ARPE19 cells (1 × 10⁴) were plated in 96-well plates and grown at 37°C for 24 h. They were cultured in serum-free medium containing 100–1,000 μM H₂O₂ (Santoku Chemical Industries Co., Tokyo, Japan). After 24 h of incubation, cell viability was assessed by using a CellTiter 96 aqueous nonradioactive cell proliferation assay kit (Promega, Madison, WI). In this kit, viable and living cells are quantified by measuring the absorbance of the assay plates at 490 nm following the addition of 3-(4,5-dimethylthiazol-2-yl)-5-(3-carboxymethoxyphenyl)-2-(4-sulfophenyl)-2H-tetrazolium, inner salt (MTS), which is reduced by metabolically active cells to yield a soluble formazan product. From preliminary and previous studies, we estimated that at least 800 μM of H₂O₂ were needed to induce measurable cell death within 24 h in ARPE19 cells (35).

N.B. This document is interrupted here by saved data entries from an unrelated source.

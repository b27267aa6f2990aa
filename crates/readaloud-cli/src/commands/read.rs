//! Read command - speak a PDF with interactive controls.

use std::path::PathBuf;

use clap::Args;
use tokio::io::{AsyncBufReadExt, BufReader};
use tokio::sync::mpsc;
use tracing::{debug, info};

use readaloud_core::models::config::ReaderConfig;
use readaloud_core::session::ReaderScreen;
use readaloud_core::view::{ScreenView, ViewOptions};

use super::{extractor, load_config, open_upload, spinner};
use crate::engine::CommandSpeechEngine;
use crate::render;

/// Arguments for the read command.
#[derive(Args)]
pub struct ReadArgs {
    /// Input PDF file
    #[arg(required = true)]
    input: PathBuf,

    /// Starting volume (0.0 - 1.0)
    #[arg(long)]
    volume: Option<f32>,

    /// Read once from start to end without keyboard controls
    #[arg(long)]
    no_interactive: bool,
}

/// A line of keyboard input.
#[derive(Debug, Clone, Copy, PartialEq, Eq)]
enum Key {
    TogglePlay,
    Reset,
    VolumeUp,
    VolumeDown,
    Preview,
    Dismiss,
    Help,
    Quit,
}

impl Key {
    fn parse(line: &str) -> Option<Self> {
        match line.trim() {
            "p" | " " | "" => Some(Self::TogglePlay),
            "s" | "r" => Some(Self::Reset),
            "+" | "=" => Some(Self::VolumeUp),
            "-" => Some(Self::VolumeDown),
            "t" => Some(Self::Preview),
            "d" => Some(Self::Dismiss),
            "?" | "h" => Some(Self::Help),
            "q" => Some(Self::Quit),
            _ => None,
        }
    }
}

fn view_options(config: &ReaderConfig) -> ViewOptions {
    ViewOptions {
        drag_active: false,
        max_file_size: config.upload.max_file_size,
        volume_step: config.speech.volume_step,
    }
}

pub async fn run(args: ReadArgs, config_path: Option<&str>) -> anyhow::Result<()> {
    let config = load_config(config_path)?;
    let file = open_upload(&args.input, &config)?;
    let options = view_options(&config);

    let (tx, mut events) = mpsc::unbounded_channel();
    let engine = CommandSpeechEngine::new(config.speech.clone(), tx);
    let volume = args.volume.unwrap_or(config.speech.default_volume);
    let mut screen = ReaderScreen::with_volume(engine, volume);

    let pb = spinner("Processing PDF...");
    screen.upload(&extractor(&config), &file).await;
    pb.finish_and_clear();

    if let Some(error) = screen.error() {
        anyhow::bail!("{}", error);
    }

    info!("Reading {}", args.input.display());
    screen.play();
    if let Some(error) = screen.error() {
        anyhow::bail!("{}", error);
    }

    if args.no_interactive {
        while let Some(event) = events.recv().await {
            screen.handle_speech_event(event);
            if !screen.is_playing() {
                break;
            }
        }
        if let Some(error) = screen.error() {
            anyhow::bail!("{}", error);
        }
        return Ok(());
    }

    render::print_help();
    render::print_view(&ScreenView::render(&screen, options));

    let mut lines = BufReader::new(tokio::io::stdin()).lines();
    let mut preview_offset = 0;

    loop {
        tokio::select! {
            Some(event) = events.recv() => {
                if screen.handle_speech_event(event) {
                    render::print_view(&ScreenView::render(&screen, options));
                }
            }
            line = lines.next_line() => {
                let Some(line) = line? else {
                    debug!("stdin closed");
                    break;
                };
                let Some(key) = Key::parse(&line) else {
                    render::print_help();
                    continue;
                };

                let view = ScreenView::render(&screen, options);
                match key {
                    Key::TogglePlay if screen.is_playing() => screen.pause(),
                    Key::TogglePlay => screen.play(),
                    Key::Reset => screen.stop(),
                    Key::VolumeUp | Key::VolumeDown => {
                        if let Some(controls) = &view.controls {
                            screen.set_volume(controls.stepped(key == Key::VolumeUp));
                        }
                    }
                    Key::Preview => {
                        if let Some(preview) = &view.preview {
                            preview_offset = render::print_preview(preview, preview_offset);
                        }
                        continue;
                    }
                    Key::Dismiss => screen.dismiss_error(),
                    Key::Help => {
                        render::print_help();
                        continue;
                    }
                    Key::Quit => break,
                }
                render::print_view(&ScreenView::render(&screen, options));
            }
        }
    }

    // Dropping the screen cancels whatever is still speaking.
    drop(screen);
    Ok(())
}

#[cfg(test)]
mod tests {
    use super::*;

    #[test]
    fn test_key_parsing() {
        assert_eq!(Key::parse("p\n"), Some(Key::TogglePlay));
        assert_eq!(Key::parse(""), Some(Key::TogglePlay));
        assert_eq!(Key::parse(" s "), Some(Key::Reset));
        assert_eq!(Key::parse("+"), Some(Key::VolumeUp));
        assert_eq!(Key::parse("q"), Some(Key::Quit));
        assert_eq!(Key::parse("xyz"), None);
    }
}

We used an application of 800–1,000 μM of H₂O₂ for 24 h to induce oxidative stress in ARPE19-ASAH1 cells, and ARPE19 cells served as controls. For biochemical and molecular analyses, we treated the cells with 1,000 μM of H₂O₂ for 3 and 24 h, and harvested and froze the cells. Deionized water in place of H₂O₂ served as the vehicle (Veh) for Veh-treated groups. Additionally, ARPE19 cells were grown per the methods stated above and were treated with exogenous C2-Cer dissolved in ethanol (Avanti Polar Lipids, Alabaster, AL) at concentrations of 10–50 μM, and an equivalent amount of ethanol-treated (100%) cells served as controls. Estimations based on preliminary data suggested that 20 μM of C2-Cer was sufficient to induce measurable cell death within 24 h in ARPE19 cells. ARPE19 and ARPE19-ASAH1 cells were then treated with 10–20 μM of C2-Cer for 24 h and cell viability was determined per the methods stated above. To supplement the CellTiter viability assay, cell viability following H₂O₂-induced oxidative stress, as described above, was determined indirectly in a repeated experiment by measuring released lactate dehydrogenase (LDH) into the medium using a commercial kit from Promega (CytoTox-One homogenous membrane integrity assay kit) following the manufacturer’s instructions. For the LDH release assay, fluorescent measure of the release of LDH from cells with a damaged membrane was calculated by subtraction of culture medium background and the cell viability (percent) was calculated from 100% viability (mean value of untreated cells) to 0% viability (mean value of 2% Triton X-100-treated cells).